Remove the oscar for sure, and probably the silver dollars (though you might be able to keep them). Set up one side of the tank for your BB (a large piece of driftwood,etc.)---then make the other side of the tank more cluttered with rockwork (lots of smaller hiding places).

Then add SMALLER but tough cichlids on the other side---you could add 2 or possibly 3 CA's such as Salvini, Convict, or Neets.

Another option would be adding a few Malawi Mbuna such as "Pseudotropheus" Estherae (Red Zebra), Melanochromis Auratus, Pseudotropheus Socolofi, Pseudotropheus Lombardoi "Kenyi," or most any of the aggressive Mbuna species. You should be able to find appropriate ones in the "mixed large Africans" tank at your LFS. I know many people will throw a fit over this suggestion, but it will work if you set up the tank correctly. Most of the aggressive Mbuna will be good choices because they are fast and agile--they will be able to out maneuver your BB among the rockwork. They also share similar dietary needs and water conditions. If you choose this option, the key to success for you is to keep an area too cluttered for the BB to actually catch the mbuna---but also an open area for the BB to dominate, and to not overstock the Mbuna like you would in a typical setup. Ideally you would also have all of the same sex, or a harem group of one species.

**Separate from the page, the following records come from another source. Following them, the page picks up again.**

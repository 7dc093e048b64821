#![deny(
    unsafe_code,
    missing_docs,
    dead_code,
    unused_results,
    non_snake_case,
    unreachable_pub
)]

//! Pure system that decides when the active player's turn is over.

use chess_with_guns_core::{Command, Event, PlayerId};

/// Rule that gates turn advancement.
#[derive(Clone, Copy, Debug, PartialEq, Eq, Default)]
pub enum TurnPolicy {
    /// A move or a successful discharge ends the turn.
    #[default]
    ActionEndsTurn,
    /// The turn lasts a fixed number of frames regardless of actions taken.
    MoveTimer {
        /// Frames granted to each turn.
        frames: u32,
    },
}

/// Turn controller that emits `Command::EndTurn` according to its policy.
#[derive(Debug, Default)]
pub struct TurnController {
    policy: TurnPolicy,
    elapsed: u32,
    requested: bool,
}

impl TurnController {
    /// Creates a controller enforcing the provided policy.
    #[must_use]
    pub fn new(policy: TurnPolicy) -> Self {
        Self {
            policy,
            elapsed: 0,
            requested: false,
        }
    }

    /// Policy enforced by the controller.
    #[must_use]
    pub const fn policy(&self) -> TurnPolicy {
        self.policy
    }

    /// Frames left before a move timer expires, `None` without a timer.
    #[must_use]
    pub fn remaining_frames(&self) -> Option<u32> {
        match self.policy {
            TurnPolicy::ActionEndsTurn => None,
            TurnPolicy::MoveTimer { frames } => Some(frames.saturating_sub(self.elapsed)),
        }
    }

    /// Consumes the frame's events and requests the end of the active turn when due.
    ///
    /// At most one `Command::EndTurn` is emitted per turn.
    pub fn handle(&mut self, events: &[Event], active: Option<PlayerId>, out: &mut Vec<Command>) {
        let Some(active) = active else {
            return;
        };

        let mut due = false;
        for event in events {
            match *event {
                Event::TurnStarted { .. } => {
                    self.elapsed = 0;
                    self.requested = false;
                    due = false;
                }
                Event::PieceMoved { player, .. } | Event::WeaponDischarged { player, .. } => {
                    if player == active && self.policy == TurnPolicy::ActionEndsTurn {
                        due = true;
                    }
                }
                Event::TimeAdvanced { .. } => {
                    if let TurnPolicy::MoveTimer { frames } = self.policy {
                        self.elapsed = self.elapsed.saturating_add(1);
                        if self.elapsed >= frames {
                            due = true;
                        }
                    }
                }
                _ => {}
            }
        }

        if due && !self.requested {
            self.requested = true;
            out.push(Command::EndTurn);
        }
    }
}

#[cfg(test)]
mod tests {
    use super::*;
    use chess_with_guns_core::{CellCoord, WeaponKind};

    const WHITE: PlayerId = PlayerId::new(0);
    const BLACK: PlayerId = PlayerId::new(1);

    fn moved(player: PlayerId) -> Event {
        Event::PieceMoved {
            player,
            from: CellCoord::new(0, 0),
            to: CellCoord::new(0, 1),
        }
    }

    #[test]
    fn action_ends_turn_once() {
        let mut controller = TurnController::default();
        let mut out = Vec::new();

        controller.handle(&[moved(WHITE)], Some(WHITE), &mut out);
        controller.handle(&[moved(WHITE)], Some(WHITE), &mut out);

        assert_eq!(out, vec![Command::EndTurn]);
    }

    #[test]
    fn turn_start_rearms_the_controller() {
        let mut controller = TurnController::default();
        let mut out = Vec::new();

        controller.handle(&[moved(WHITE)], Some(WHITE), &mut out);
        controller.handle(
            &[
                Event::TurnEnded { player: WHITE },
                Event::TurnStarted { player: BLACK },
            ],
            Some(BLACK),
            &mut out,
        );
        controller.handle(
            &[Event::WeaponDischarged {
                player: BLACK,
                weapon: WeaponKind::Pistol,
                pellets: 1,
                ammo: 19,
            }],
            Some(BLACK),
            &mut out,
        );

        assert_eq!(out, vec![Command::EndTurn, Command::EndTurn]);
    }

    #[test]
    fn actions_of_other_players_are_ignored() {
        let mut controller = TurnController::default();
        let mut out = Vec::new();

        controller.handle(&[moved(BLACK)], Some(WHITE), &mut out);

        assert!(out.is_empty());
    }

    #[test]
    fn move_timer_ignores_actions_and_counts_frames() {
        let mut controller = TurnController::new(TurnPolicy::MoveTimer { frames: 3 });
        let mut out = Vec::new();

        controller.handle(&[moved(WHITE)], Some(WHITE), &mut out);
        assert!(out.is_empty());

        for frame in 1..=2 {
            controller.handle(&[Event::TimeAdvanced { frame }], Some(WHITE), &mut out);
        }
        assert!(out.is_empty());
        assert_eq!(controller.remaining_frames(), Some(1));

        controller.handle(&[Event::TimeAdvanced { frame: 3 }], Some(WHITE), &mut out);
        assert_eq!(out, vec![Command::EndTurn]);
    }

    #[test]
    fn decided_matches_emit_nothing() {
        let mut controller = TurnController::default();
        let mut out = Vec::new();

        controller.handle(&[moved(WHITE)], None, &mut out);

        assert!(out.is_empty());
    }
}
#![deny(
    unsafe_code,
    missing_docs,
    dead_code,
    unused_results,
    non_snake_case,
    unreachable_pub
)]

//! Randomised computer opponent.

use chess_with_guns_core::{
    AgentContext, CellOffset, Command, PlayerAgent, PlayerSnapshot, PointerInput,
};
use rand::{seq::IteratorRandom, Rng, SeedableRng};
use rand_chacha::ChaCha8Rng;
use serde::{Deserialize, Serialize};

const MOVE_CHANCE: f64 = 0.5;
const FIRE_CHANCE: f64 = 0.5;

/// Rule used to pick which opponent the AI shoots at.
#[derive(Clone, Copy, Debug, PartialEq, Eq, Default, Serialize, Deserialize)]
#[serde(rename_all = "snake_case")]
pub enum TargetingPolicy {
    /// Uniformly random among living opponents.
    #[default]
    #[serde(alias = "random")]
    RandomOpponent,
    /// The closest living opponent; ties go to the earlier player.
    Nearest,
}

/// Computer-controlled agent with its own seeded random stream.
#[derive(Debug)]
pub struct AiControl {
    rng: ChaCha8Rng,
    targeting: TargetingPolicy,
}

impl AiControl {
    /// Creates an agent seeded with `seed`.
    #[must_use]
    pub fn new(seed: u64, targeting: TargetingPolicy) -> Self {
        Self {
            rng: ChaCha8Rng::seed_from_u64(seed),
            targeting,
        }
    }

    /// Targeting rule used by the agent.
    #[must_use]
    pub const fn targeting(&self) -> TargetingPolicy {
        self.targeting
    }

    fn choose_move(&mut self, context: &AgentContext<'_>) -> Option<CellOffset> {
        let pickup = context
            .destinations()
            .find(|(_, cell)| context.occupancy.occupant(*cell).pickup().is_some())
            .map(|(offset, _)| offset);
        if pickup.is_some() {
            return pickup;
        }
        context.legal_moves.iter().copied().choose(&mut self.rng)
    }

    fn choose_target<'a>(&mut self, context: &'a AgentContext<'_>) -> Option<&'a PlayerSnapshot> {
        match self.targeting {
            TargetingPolicy::RandomOpponent => context.opponents().choose(&mut self.rng),
            TargetingPolicy::Nearest => {
                let origin = context.player.cell;
                context.opponents().fold(None, |best: Option<&PlayerSnapshot>, candidate| {
                    match best {
                        Some(current)
                            if origin.distance(current.cell) <= origin.distance(candidate.cell) =>
                        {
                            Some(current)
                        }
                        _ => Some(candidate),
                    }
                })
            }
        }
    }
}

impl PlayerAgent for AiControl {
    fn act(&mut self, context: &AgentContext<'_>, _pointer: &mut PointerInput, out: &mut Vec<Command>) {
        let player = context.player.id;

        if self.rng.gen_bool(MOVE_CHANCE) {
            if let Some(offset) = self.choose_move(context) {
                out.push(Command::MovePiece { player, offset });
                return;
            }
        }

        if context.player.ammo == 0 || !self.rng.gen_bool(FIRE_CHANCE) {
            return;
        }
        let Some(target) = self.choose_target(context) else {
            return;
        };
        let origin = context.player.cell.center(context.cell_length);
        let heading = origin.heading_to(target.cell.center(context.cell_length));
        out.push(Command::Discharge { player, heading });
    }
}

#[cfg(test)]
mod tests {
    use super::*;
    use chess_with_guns_core::{
        BoardSize, CellCoord, OccupancyView, Occupant, PickupKind, PieceColor, PieceKind,
        PieceRole, PlayerId, WeaponKind,
    };

    const SIZE: BoardSize = BoardSize::new(6, 6);

    fn snapshot(id: u32, color: PieceColor, cell: CellCoord) -> PlayerSnapshot {
        PlayerSnapshot {
            id: PlayerId::new(id),
            piece: PieceKind::new(color, PieceRole::King),
            weapon: WeaponKind::Pistol,
            cell,
            health: 100.0,
            max_health: 100.0,
            ammo: 20,
            capacity: 20,
            boost: 0,
            alive: true,
            ai: true,
            damage_dealt: 0.0,
        }
    }

    #[test]
    fn prefers_the_first_pickup_destination() {
        let me = snapshot(0, PieceColor::White, CellCoord::new(2, 2));
        let players = [me];
        let mut cells = vec![Occupant::Empty; SIZE.cell_count()];
        cells[SIZE.index(CellCoord::new(3, 3))] = Occupant::Pickup(PickupKind::Boost);
        let legal = [CellOffset::new(0, 1), CellOffset::new(1, 1), CellOffset::new(1, 0)];
        let context = AgentContext {
            player: me,
            legal_moves: &legal,
            occupancy: OccupancyView::new(SIZE, &cells),
            players: &players,
            cell_length: 24.0,
        };

        let mut agent = AiControl::new(9, TargetingPolicy::RandomOpponent);
        for _ in 0..32 {
            assert_eq!(agent.choose_move(&context), Some(CellOffset::new(1, 1)));
        }
    }

    #[test]
    fn nearest_policy_picks_the_closest_live_opponent() {
        let me = snapshot(0, PieceColor::White, CellCoord::new(0, 0));
        let far = snapshot(1, PieceColor::Black, CellCoord::new(5, 5));
        let mut near = snapshot(2, PieceColor::Black, CellCoord::new(1, 1));
        near.piece = PieceKind::new(PieceColor::Black, PieceRole::Rook);
        let mut dead = snapshot(3, PieceColor::White, CellCoord::new(0, 1));
        dead.piece = PieceKind::new(PieceColor::White, PieceRole::Rook);
        dead.alive = false;
        let players = [me, far, near, dead];
        let cells = vec![Occupant::Empty; SIZE.cell_count()];
        let context = AgentContext {
            player: me,
            legal_moves: &[],
            occupancy: OccupancyView::new(SIZE, &cells),
            players: &players,
            cell_length: 24.0,
        };

        let mut agent = AiControl::new(1, TargetingPolicy::Nearest);
        assert_eq!(
            agent.choose_target(&context).map(|target| target.id),
            Some(PlayerId::new(2))
        );
    }

    #[test]
    fn random_policy_never_targets_itself_or_the_dead() {
        let me = snapshot(0, PieceColor::White, CellCoord::new(0, 0));
        let mut dead = snapshot(1, PieceColor::Black, CellCoord::new(5, 5));
        dead.alive = false;
        let mut live = snapshot(2, PieceColor::Black, CellCoord::new(3, 3));
        live.piece = PieceKind::new(PieceColor::Black, PieceRole::Queen);
        let players = [me, dead, live];
        let cells = vec![Occupant::Empty; SIZE.cell_count()];
        let context = AgentContext {
            player: me,
            legal_moves: &[],
            occupancy: OccupancyView::new(SIZE, &cells),
            players: &players,
            cell_length: 24.0,
        };

        let mut agent = AiControl::new(4, TargetingPolicy::RandomOpponent);
        for _ in 0..32 {
            assert_eq!(
                agent.choose_target(&context).map(|target| target.id),
                Some(PlayerId::new(2))
            );
        }
    }

    #[test]
    fn empty_magazine_never_fires() {
        let mut me = snapshot(0, PieceColor::White, CellCoord::new(0, 0));
        me.ammo = 0;
        let other = snapshot(1, PieceColor::Black, CellCoord::new(5, 5));
        let players = [me, other];
        let cells = vec![Occupant::Empty; SIZE.cell_count()];
        let context = AgentContext {
            player: me,
            legal_moves: &[],
            occupancy: OccupancyView::new(SIZE, &cells),
            players: &players,
            cell_length: 24.0,
        };

        let mut agent = AiControl::new(2, TargetingPolicy::RandomOpponent);
        let mut pointer = PointerInput::default();
        let mut out = Vec::new();
        for _ in 0..64 {
            agent.act(&context, &mut pointer, &mut out);
        }
        assert!(out.is_empty());
    }
}
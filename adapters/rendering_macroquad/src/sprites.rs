use std::{
    collections::HashMap,
    fs,
    path::{Path, PathBuf},
};

use anyhow::{bail, Context, Result};
use chess_with_guns_rendering::{AssetCatalog, AssetKey, Color};
use glam::Vec2;
use macroquad::{
    math::Vec2 as MacroquadVec2,
    texture::{self, DrawTextureParams, Texture2D},
};

use crate::to_macroquad_color;

const SUPPORTED_MANIFEST_VERSION: u32 = 1;

/// Parameters describing how a sprite should be drawn on screen.
#[derive(Clone, Copy, Debug, PartialEq)]
pub(crate) struct DrawParams {
    /// Position in screen-space pixels where the sprite's top-left corner is placed.
    pub(crate) position: Vec2,
    /// Desired size in screen-space pixels.
    pub(crate) scale: Vec2,
    /// Rotation applied around the computed pivot, in radians.
    pub(crate) rotation_radians: f32,
    /// Pivot expressed in normalised sprite coordinates (0.0..=1.0).
    pub(crate) pivot: Vec2,
    pub(crate) tint: Color,
}

impl DrawParams {
    pub(crate) fn new(position: Vec2, scale: Vec2) -> Self {
        Self {
            position,
            scale,
            rotation_radians: 0.0,
            pivot: Vec2::splat(0.5),
            tint: Color::new(1.0, 1.0, 1.0, 1.0),
        }
    }

    pub(crate) fn with_rotation(mut self, rotation_radians: f32) -> Self {
        self.rotation_radians = rotation_radians;
        self
    }

    pub(crate) fn with_pivot(mut self, pivot: Vec2) -> Self {
        self.pivot = pivot;
        self
    }
}

/// Cache of textures loaded from the sprite manifest.
#[derive(Debug)]
pub(crate) struct SpriteAtlas {
    textures: HashMap<AssetKey, Texture2D>,
}

impl SpriteAtlas {
    /// Loads sprites from the manifest located at the provided path.
    pub(crate) fn from_manifest_path(path: impl AsRef<Path>) -> Result<Self> {
        Self::from_manifest_with_loader(path, default_loader)
    }

    /// Draws the requested sprite using the supplied parameters.
    pub(crate) fn draw(&self, key: AssetKey, params: DrawParams) -> Result<()> {
        let texture = *self
            .resolve(key)
            .with_context(|| format!("sprite {} missing from atlas", key.name()))?;

        let dest_size = MacroquadVec2::new(params.scale.x, params.scale.y);
        let pivot = MacroquadVec2::new(
            params.position.x + params.pivot.x * dest_size.x,
            params.position.y + params.pivot.y * dest_size.y,
        );

        let draw_params = DrawTextureParams {
            dest_size: Some(dest_size),
            rotation: params.rotation_radians,
            pivot: Some(pivot),
            ..DrawTextureParams::default()
        };

        texture::draw_texture_ex(
            texture,
            params.position.x,
            params.position.y,
            to_macroquad_color(params.tint),
            draw_params,
        );

        Ok(())
    }

    /// Returns the number of textures stored in the atlas.
    pub(crate) fn texture_count(&self) -> usize {
        self.textures.len()
    }

    fn from_manifest_with_loader(
        path: impl AsRef<Path>,
        mut loader: impl FnMut(AssetKey, &Path) -> Result<Texture2D>,
    ) -> Result<Self> {
        let manifest_path = path.as_ref();
        let contents = fs::read_to_string(manifest_path).with_context(|| {
            format!(
                "failed to read sprite manifest at {}",
                manifest_path.display()
            )
        })?;
        let base = manifest_path
            .parent()
            .map(Path::to_path_buf)
            .unwrap_or_else(|| PathBuf::from("."));
        let entries = parse_manifest(&contents, &base)?;
        Self::from_entries(entries, &mut loader)
    }

    fn from_entries(
        entries: Vec<(AssetKey, PathBuf)>,
        loader: &mut impl FnMut(AssetKey, &Path) -> Result<Texture2D>,
    ) -> Result<Self> {
        let mut textures = HashMap::with_capacity(entries.len());
        for (key, path) in entries {
            let texture = loader(key, &path).with_context(|| {
                format!("failed to load sprite {} from {}", key.name(), path.display())
            })?;
            if textures.insert(key, texture).is_some() {
                bail!("duplicate sprite entry for {}", key.name());
            }
        }
        Ok(Self { textures })
    }
}

impl AssetCatalog for SpriteAtlas {
    type Asset = Texture2D;

    fn resolve(&self, key: AssetKey) -> Option<&Texture2D> {
        self.textures.get(&key)
    }
}

fn default_loader(_key: AssetKey, path: &Path) -> Result<Texture2D> {
    let bytes = fs::read(path)
        .with_context(|| format!("failed to read sprite asset at {}", path.display()))?;
    Ok(Texture2D::from_file_with_format(&bytes, None))
}

#[derive(Debug, serde::Deserialize)]
struct Manifest {
    version: u32,
    sprites: HashMap<String, String>,
}

/// Resolves manifest entries in [`AssetKey::all`] order.
///
/// Every known asset must be listed exactly once; unknown names are rejected.
fn parse_manifest(contents: &str, base_path: &Path) -> Result<Vec<(AssetKey, PathBuf)>> {
    let manifest: Manifest =
        toml::from_str(contents).context("failed to parse sprite manifest toml contents")?;
    if manifest.version != SUPPORTED_MANIFEST_VERSION {
        bail!(
            "unsupported sprite manifest version {}; expected {}",
            manifest.version,
            SUPPORTED_MANIFEST_VERSION
        );
    }

    let mut resolved = HashMap::new();
    for (name, relative_path) in manifest.sprites {
        let key = AssetKey::from_name(&name)
            .with_context(|| format!("unknown sprite key `{name}` in manifest"))?;
        let _ = resolved.insert(key, base_path.join(relative_path));
    }

    let mut ordered = Vec::with_capacity(resolved.len());
    for key in AssetKey::all() {
        let Some(path) = resolved.remove(&key) else {
            bail!("sprite manifest missing entry for {}", key.name());
        };
        ordered.push((key, path));
    }

    Ok(ordered)
}

#[cfg(test)]
mod tests {
    use super::*;
    use chess_with_guns_core::{PickupKind, PieceColor, PieceKind, PieceRole, WeaponKind};
    use std::{cell::RefCell, fmt::Write as _, path::Path};

    fn full_manifest() -> String {
        let mut manifest = String::from("version = 1\n\n[sprites]\n");
        for key in AssetKey::all() {
            let name = key.name();
            writeln!(manifest, "{name} = \"sprites/{name}.png\"").expect("write to string");
        }
        manifest
    }

    #[test]
    fn parse_manifest_requires_all_known_keys() {
        let manifest = r#"
            version = 1

            [sprites]
            WhitePawn = "WhitePawn.png"
            BlackPawn = "BlackPawn.png"
        "#;

        let result = parse_manifest(manifest, Path::new("assets"));
        assert!(result.is_err(), "manifest missing most sprites should fail");
    }

    #[test]
    fn manifest_rejects_unknown_keys() {
        let manifest = full_manifest() + "Extra = \"extra.png\"\n";

        let result = parse_manifest(&manifest, Path::new("assets"));
        assert!(result.is_err(), "unknown keys must be rejected");
    }

    #[test]
    fn manifest_rejects_other_versions() {
        let manifest = full_manifest().replace("version = 1", "version = 2");

        assert!(parse_manifest(&manifest, Path::new("assets")).is_err());
    }

    #[test]
    fn manifest_resolves_paths_relative_to_base_directory() {
        let parsed =
            parse_manifest(&full_manifest(), Path::new("root")).expect("manifest should parse");

        assert_eq!(parsed.len(), AssetKey::all().len());
        let knight = AssetKey::Piece(PieceKind::new(PieceColor::Black, PieceRole::Knight));
        assert!(parsed.contains(&(knight, PathBuf::from("root/sprites/BlackKnight.png"))));
        assert!(parsed.contains(&(
            AssetKey::Pickup(PickupKind::Health),
            PathBuf::from("root/sprites/HealthPickup.png")
        )));
        assert!(parsed.contains(&(
            AssetKey::Weapon(WeaponKind::ScienceGun),
            PathBuf::from("root/sprites/ScienceGun.png")
        )));
    }

    #[test]
    fn atlas_loads_textures_using_deterministic_order() {
        let entries = parse_manifest(&full_manifest(), Path::new("assets"))
            .expect("manifest should parse into canonical order");
        let load_order = RefCell::new(Vec::new());
        let atlas = SpriteAtlas::from_entries(entries, &mut |key, _| {
            load_order.borrow_mut().push(key);
            Ok(Texture2D::empty())
        })
        .expect("atlas should load using provided loader");

        assert_eq!(load_order.borrow().as_slice(), AssetKey::all().as_slice());
        assert_eq!(atlas.texture_count(), AssetKey::all().len());
        for key in AssetKey::all() {
            assert!(atlas.resolve(key).is_some());
        }
    }

    #[test]
    fn loader_failures_abort_loading() {
        let entries = vec![(AssetKey::Pickup(PickupKind::Ammo), PathBuf::from("ammo.png"))];
        let result = SpriteAtlas::from_entries(entries, &mut |_, _| bail!("missing file"));

        assert!(result.is_err());
    }
}
#[cfg(test)]
mod tests {
    use super::{
        BoardPoint, BoardSize, CellCoord, CellOffset, DischargeError, MoveTemplate, Occupant,
        OccupancyView, PieceColor, PieceKind, PieceRole, PlayerId, PointerInput, WeaponKind,
        WeaponTable,
    };
    use serde::{de::DeserializeOwned, Serialize};
    use std::f32::consts::PI;

    fn assert_round_trip<T>(value: &T)
    where
        T: Serialize + DeserializeOwned + PartialEq + std::fmt::Debug,
    {
        let bytes = bincode::serialize(value).expect("serialize");
        let restored: T = bincode::deserialize(&bytes).expect("deserialize");
        assert_eq!(&restored, value);
    }

    #[test]
    fn player_id_round_trips_through_bincode() {
        assert_round_trip(&PlayerId::new(7));
    }

    #[test]
    fn piece_kind_round_trips_through_bincode() {
        assert_round_trip(&PieceKind::new(PieceColor::Black, PieceRole::Knight));
    }

    #[test]
    fn weapon_kind_round_trips_through_bincode() {
        assert_round_trip(&WeaponKind::RocketLauncher);
    }

    #[test]
    fn discharge_error_round_trips_through_bincode() {
        assert_round_trip(&DischargeError::NoProjectileSlots);
    }

    #[test]
    fn pawns_advance_toward_the_opposing_side() {
        let white = PieceKind::new(PieceColor::White, PieceRole::Pawn);
        let black = PieceKind::new(PieceColor::Black, PieceRole::Pawn);
        assert_eq!(
            white.move_templates(),
            &[MoveTemplate::Step(CellOffset::new(0, -1))]
        );
        assert_eq!(
            black.move_templates(),
            &[MoveTemplate::Step(CellOffset::new(0, 1))]
        );
    }

    #[test]
    fn sliding_pieces_use_rays_and_jumpers_use_steps() {
        for role in PieceRole::ALL {
            let templates = PieceKind::new(PieceColor::White, role).move_templates();
            let rays = templates
                .iter()
                .filter(|template| matches!(template, MoveTemplate::Ray(_)))
                .count();
            let expected = match role {
                PieceRole::Rook | PieceRole::Bishop => 4,
                PieceRole::Queen => 8,
                PieceRole::Pawn | PieceRole::Knight | PieceRole::King => 0,
            };
            assert_eq!(rays, expected, "{role:?}");
        }
    }

    #[test]
    fn non_piece_occupants_have_no_templates() {
        assert!(Occupant::Empty.move_templates().is_empty());
        assert!(Occupant::Pickup(super::PickupKind::Boost)
            .move_templates()
            .is_empty());
    }

    #[test]
    fn classic_table_matches_pistol_balance() {
        let pistol = WeaponTable::classic().stats(WeaponKind::Pistol);
        assert_eq!(pistol.damage, 9.0);
        assert_eq!(pistol.variance, 2.0);
        assert_eq!(pistol.pellets, 1);
        assert_eq!(pistol.capacity, 20);
        assert!((pistol.spread - 10.0 * PI / 180.0).abs() < 1e-6);
    }

    #[test]
    fn table_overrides_replace_single_entries() {
        let table = WeaponTable::classic();
        let mut quiet = table.stats(WeaponKind::Shotgun);
        quiet.spread = 0.0;
        let table = table.with_stats(WeaponKind::Shotgun, quiet);
        assert_eq!(table.stats(WeaponKind::Shotgun).spread, 0.0);
        assert_eq!(
            table.stats(WeaponKind::Rifle),
            WeaponTable::classic().stats(WeaponKind::Rifle)
        );
    }

    #[test]
    fn board_contains_fails_closed() {
        let size = BoardSize::new(6, 6);
        assert!(size.contains(0, 0));
        assert!(size.contains(5, 5));
        assert!(!size.contains(-1, 0));
        assert!(!size.contains(0, 6));
        assert!(!size.contains(i64::MAX, 2));
    }

    #[test]
    fn translate_returns_none_off_board() {
        let size = BoardSize::new(6, 6);
        let cell = CellCoord::new(5, 0);
        assert_eq!(
            size.translate(cell, CellOffset::new(-2, 3)),
            Some(CellCoord::new(3, 3))
        );
        assert_eq!(size.translate(cell, CellOffset::new(1, 0)), None);
        assert_eq!(size.translate(cell, CellOffset::new(0, -1)), None);
    }

    #[test]
    fn cell_containing_floors_negative_coordinates() {
        let size = BoardSize::new(6, 6);
        assert_eq!(
            size.cell_containing(BoardPoint::new(25.0, 0.5), 24.0),
            Some(CellCoord::new(1, 0))
        );
        assert_eq!(size.cell_containing(BoardPoint::new(-0.5, 3.0), 24.0), None);
        assert_eq!(size.cell_containing(BoardPoint::new(144.0, 3.0), 24.0), None);
    }

    #[test]
    fn heading_resolves_every_quadrant() {
        let origin = BoardPoint::new(10.0, 10.0);
        assert!((origin.heading_to(BoardPoint::new(20.0, 10.0))).abs() < 1e-6);
        assert!((origin.heading_to(BoardPoint::new(0.0, 10.0)).abs() - PI).abs() < 1e-6);
        assert!((origin.heading_to(BoardPoint::new(10.0, 20.0)) - PI / 2.0).abs() < 1e-6);
        assert!((origin.heading_to(BoardPoint::new(0.0, 0.0)) + 3.0 * PI / 4.0).abs() < 1e-6);
    }

    #[test]
    fn press_edge_is_read_and_clear() {
        let mut pointer = PointerInput::new(Some(BoardPoint::new(1.0, 1.0)), true);
        assert!(!pointer.take_press());
        pointer.register_press();
        assert!(pointer.take_press());
        assert!(!pointer.take_press());
    }

    #[test]
    fn occupancy_view_reads_row_major_storage() {
        let size = BoardSize::new(3, 2);
        let mut cells = vec![Occupant::Empty; 6];
        let piece = PieceKind::new(PieceColor::White, PieceRole::Rook);
        cells[5] = Occupant::Piece(piece);
        let view = OccupancyView::new(size, &cells);
        assert_eq!(view.occupant(CellCoord::new(2, 1)), Occupant::Piece(piece));
        assert_eq!(view.occupant_at(2, 2), None);
        assert_eq!(view.iter().filter(|(_, occupant)| !occupant.is_empty()).count(), 1);
    }
}
//! Immediate-mode UI helpers for the Macroquad rendering backend.
//!
//! This module hosts all uses of `macroquad::ui` so the rest of the adapter can
//! remain agnostic of Macroquad's UI types.

use macroquad::{
    color::{Color, WHITE},
    math::{RectOffset, Vec2},
    ui::{hash, Ui},
};

/// Layout and content of the end-of-match banner for the current frame.
#[derive(Clone, Debug)]
pub(crate) struct BannerUiContext<'a> {
    /// Top-left corner of the banner in screen coordinates.
    pub(crate) origin: Vec2,
    /// Banner dimensions in screen space.
    pub(crate) size: Vec2,
    pub(crate) background: Color,
    pub(crate) title: &'a str,
    pub(crate) message: &'a str,
}

/// Outcome of drawing the banner window.
#[derive(Clone, Copy, Debug, Default, PartialEq, Eq)]
pub(crate) struct BannerUiResult {
    /// Whether the "New match" button was pressed during this frame.
    pub(crate) restart_pressed: bool,
}

/// Renders the end-of-match banner with a restart button.
pub(crate) fn draw_banner_ui(ui: &mut Ui, context: BannerUiContext<'_>) -> BannerUiResult {
    let mut skin = ui.default_skin();
    skin.margin = 0.0;

    let window_style = ui
        .style_builder()
        .color(context.background)
        .color_hovered(context.background)
        .color_clicked(context.background)
        .color_selected(context.background)
        .color_selected_hovered(context.background)
        .color_inactive(context.background)
        .text_color(WHITE)
        .margin(RectOffset::new(12.0, 12.0, 12.0, 12.0))
        .build();
    skin.window_style = window_style;

    let label_style = ui
        .style_builder()
        .text_color(WHITE)
        .text_color_hovered(WHITE)
        .text_color_clicked(WHITE)
        .margin(RectOffset::new(0.0, 0.0, 2.0, 2.0))
        .build();
    skin.label_style = label_style;

    let button_style = ui
        .style_builder()
        .text_color(WHITE)
        .text_color_hovered(WHITE)
        .text_color_clicked(WHITE)
        .color(Color::from_rgba(70, 70, 70, 255))
        .color_hovered(Color::from_rgba(96, 96, 96, 255))
        .color_clicked(Color::from_rgba(56, 56, 56, 255))
        .margin(RectOffset::new(8.0, 8.0, 4.0, 4.0))
        .build();
    skin.button_style = button_style;

    ui.push_skin(&skin);

    let mut restart_pressed = false;
    let _ = ui.window(hash!("match_banner"), context.origin, context.size, |ui| {
        ui.label(None, context.title);
        ui.label(None, context.message);
        ui.label(None, "Press R or use the button below.");
        restart_pressed = ui.button(None, "New match");
    });

    ui.pop_skin();

    BannerUiResult { restart_pressed }
}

**There is the slim possibility that your fish won't tolerate other tankmates....but I've only ever had that happen once in all of my years of cichlid keeping. It isn't likely that you have one...it's much more rare than most people think. Likely you just need to add fish that your BB can't catch, and an area that's large enough to satisfy your BB.

If you are interested in more details of either option...just ask, I've done both many times and they usually work.


----------



## zambian (Aug 20, 2007)

Amazon friend, you have a pretty long aquarium. Take the advise that OLDCATFISH has given you. I have a Jack Dempsey in my aquarium who has cleaned me of my other cichlids. I have recently introduced a female Jack and things are not going too well.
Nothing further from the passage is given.